[Aim of the exercise]
Please find all lines containing "needle" in the listing below and copy them.

•••••

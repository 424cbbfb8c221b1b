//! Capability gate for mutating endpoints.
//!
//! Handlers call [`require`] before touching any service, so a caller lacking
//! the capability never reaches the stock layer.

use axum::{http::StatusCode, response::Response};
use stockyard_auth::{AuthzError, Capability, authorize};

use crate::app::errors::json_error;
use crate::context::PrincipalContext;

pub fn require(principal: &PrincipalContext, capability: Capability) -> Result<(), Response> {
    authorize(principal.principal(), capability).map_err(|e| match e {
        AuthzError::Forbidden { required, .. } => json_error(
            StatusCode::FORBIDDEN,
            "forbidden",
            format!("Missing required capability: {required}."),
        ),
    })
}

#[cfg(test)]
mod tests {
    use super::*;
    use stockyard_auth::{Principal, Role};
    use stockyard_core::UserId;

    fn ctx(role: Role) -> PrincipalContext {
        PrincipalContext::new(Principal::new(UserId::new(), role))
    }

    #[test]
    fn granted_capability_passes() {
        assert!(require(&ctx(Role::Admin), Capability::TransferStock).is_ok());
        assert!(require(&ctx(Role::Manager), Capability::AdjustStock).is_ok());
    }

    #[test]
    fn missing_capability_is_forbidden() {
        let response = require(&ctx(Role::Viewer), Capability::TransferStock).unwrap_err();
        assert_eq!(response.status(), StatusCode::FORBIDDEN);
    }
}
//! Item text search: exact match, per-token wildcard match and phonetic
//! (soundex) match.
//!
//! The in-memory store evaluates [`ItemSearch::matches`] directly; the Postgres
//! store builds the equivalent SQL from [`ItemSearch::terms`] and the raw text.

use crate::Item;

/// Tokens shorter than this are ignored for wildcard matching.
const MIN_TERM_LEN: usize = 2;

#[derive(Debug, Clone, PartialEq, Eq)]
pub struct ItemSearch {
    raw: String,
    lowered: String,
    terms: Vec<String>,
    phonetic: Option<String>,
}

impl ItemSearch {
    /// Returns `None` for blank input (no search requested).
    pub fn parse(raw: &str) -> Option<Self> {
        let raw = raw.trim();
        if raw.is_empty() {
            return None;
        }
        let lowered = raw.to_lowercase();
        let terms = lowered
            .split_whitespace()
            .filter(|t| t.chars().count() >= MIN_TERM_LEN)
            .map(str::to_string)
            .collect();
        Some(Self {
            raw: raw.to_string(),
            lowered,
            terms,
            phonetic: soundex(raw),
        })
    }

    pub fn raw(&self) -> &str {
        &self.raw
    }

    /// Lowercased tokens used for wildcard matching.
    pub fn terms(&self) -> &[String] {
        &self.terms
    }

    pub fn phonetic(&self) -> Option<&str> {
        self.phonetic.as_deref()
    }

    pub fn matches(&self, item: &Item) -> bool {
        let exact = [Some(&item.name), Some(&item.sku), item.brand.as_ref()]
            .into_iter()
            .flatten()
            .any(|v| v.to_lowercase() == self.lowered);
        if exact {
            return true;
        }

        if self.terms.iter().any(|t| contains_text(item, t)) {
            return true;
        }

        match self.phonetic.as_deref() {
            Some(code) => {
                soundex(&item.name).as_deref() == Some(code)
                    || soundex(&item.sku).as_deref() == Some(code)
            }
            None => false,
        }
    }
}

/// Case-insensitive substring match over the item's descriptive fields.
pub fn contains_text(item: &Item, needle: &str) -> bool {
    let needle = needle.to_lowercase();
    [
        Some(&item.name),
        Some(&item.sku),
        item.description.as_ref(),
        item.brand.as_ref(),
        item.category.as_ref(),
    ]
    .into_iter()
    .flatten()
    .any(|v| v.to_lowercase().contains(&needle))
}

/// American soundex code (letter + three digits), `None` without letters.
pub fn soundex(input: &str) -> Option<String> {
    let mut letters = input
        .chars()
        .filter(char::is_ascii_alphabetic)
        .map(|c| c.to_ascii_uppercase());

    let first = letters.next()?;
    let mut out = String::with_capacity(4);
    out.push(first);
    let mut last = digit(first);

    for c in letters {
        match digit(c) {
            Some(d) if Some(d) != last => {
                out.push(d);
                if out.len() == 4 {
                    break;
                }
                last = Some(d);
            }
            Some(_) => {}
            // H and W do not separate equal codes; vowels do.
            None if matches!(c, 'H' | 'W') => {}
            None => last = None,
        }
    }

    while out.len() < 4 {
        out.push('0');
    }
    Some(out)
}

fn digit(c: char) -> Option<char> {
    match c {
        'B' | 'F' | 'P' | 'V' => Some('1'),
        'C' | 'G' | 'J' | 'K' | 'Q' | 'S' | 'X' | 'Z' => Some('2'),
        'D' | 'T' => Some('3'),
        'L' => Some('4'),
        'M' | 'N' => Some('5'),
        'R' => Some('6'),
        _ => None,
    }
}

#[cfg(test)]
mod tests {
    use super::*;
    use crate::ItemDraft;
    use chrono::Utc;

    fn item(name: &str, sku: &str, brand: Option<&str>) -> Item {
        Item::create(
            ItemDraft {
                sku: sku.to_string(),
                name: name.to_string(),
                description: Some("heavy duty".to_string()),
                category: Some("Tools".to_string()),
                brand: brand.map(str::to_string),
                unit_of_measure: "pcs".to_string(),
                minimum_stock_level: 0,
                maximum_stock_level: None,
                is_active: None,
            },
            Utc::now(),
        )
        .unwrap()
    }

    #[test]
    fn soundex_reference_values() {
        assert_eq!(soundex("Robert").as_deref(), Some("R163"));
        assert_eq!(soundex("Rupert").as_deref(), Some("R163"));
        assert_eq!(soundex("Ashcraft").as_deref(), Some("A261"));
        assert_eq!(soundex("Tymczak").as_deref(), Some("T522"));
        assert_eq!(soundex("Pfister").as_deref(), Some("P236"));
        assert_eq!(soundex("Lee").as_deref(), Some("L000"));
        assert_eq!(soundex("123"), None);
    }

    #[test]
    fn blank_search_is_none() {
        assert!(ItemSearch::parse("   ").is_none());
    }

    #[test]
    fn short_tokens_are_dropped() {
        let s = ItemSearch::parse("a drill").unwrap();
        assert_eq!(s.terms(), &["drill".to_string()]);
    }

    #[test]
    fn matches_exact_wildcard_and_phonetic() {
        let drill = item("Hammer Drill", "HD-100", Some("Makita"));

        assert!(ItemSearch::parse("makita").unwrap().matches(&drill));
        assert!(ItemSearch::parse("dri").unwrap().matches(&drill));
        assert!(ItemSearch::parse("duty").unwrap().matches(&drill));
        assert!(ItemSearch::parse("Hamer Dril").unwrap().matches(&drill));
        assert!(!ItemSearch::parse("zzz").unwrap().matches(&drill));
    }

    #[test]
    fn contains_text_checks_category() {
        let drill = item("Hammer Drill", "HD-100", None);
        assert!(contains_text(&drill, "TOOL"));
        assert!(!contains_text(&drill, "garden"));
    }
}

•••••

[Solved exercise]
pub fn contains_text(item: &Item, needle: &str) -> bool {
    let needle = needle.to_lowercase();
    .any(|v| v.to_lowercase().contains(&needle))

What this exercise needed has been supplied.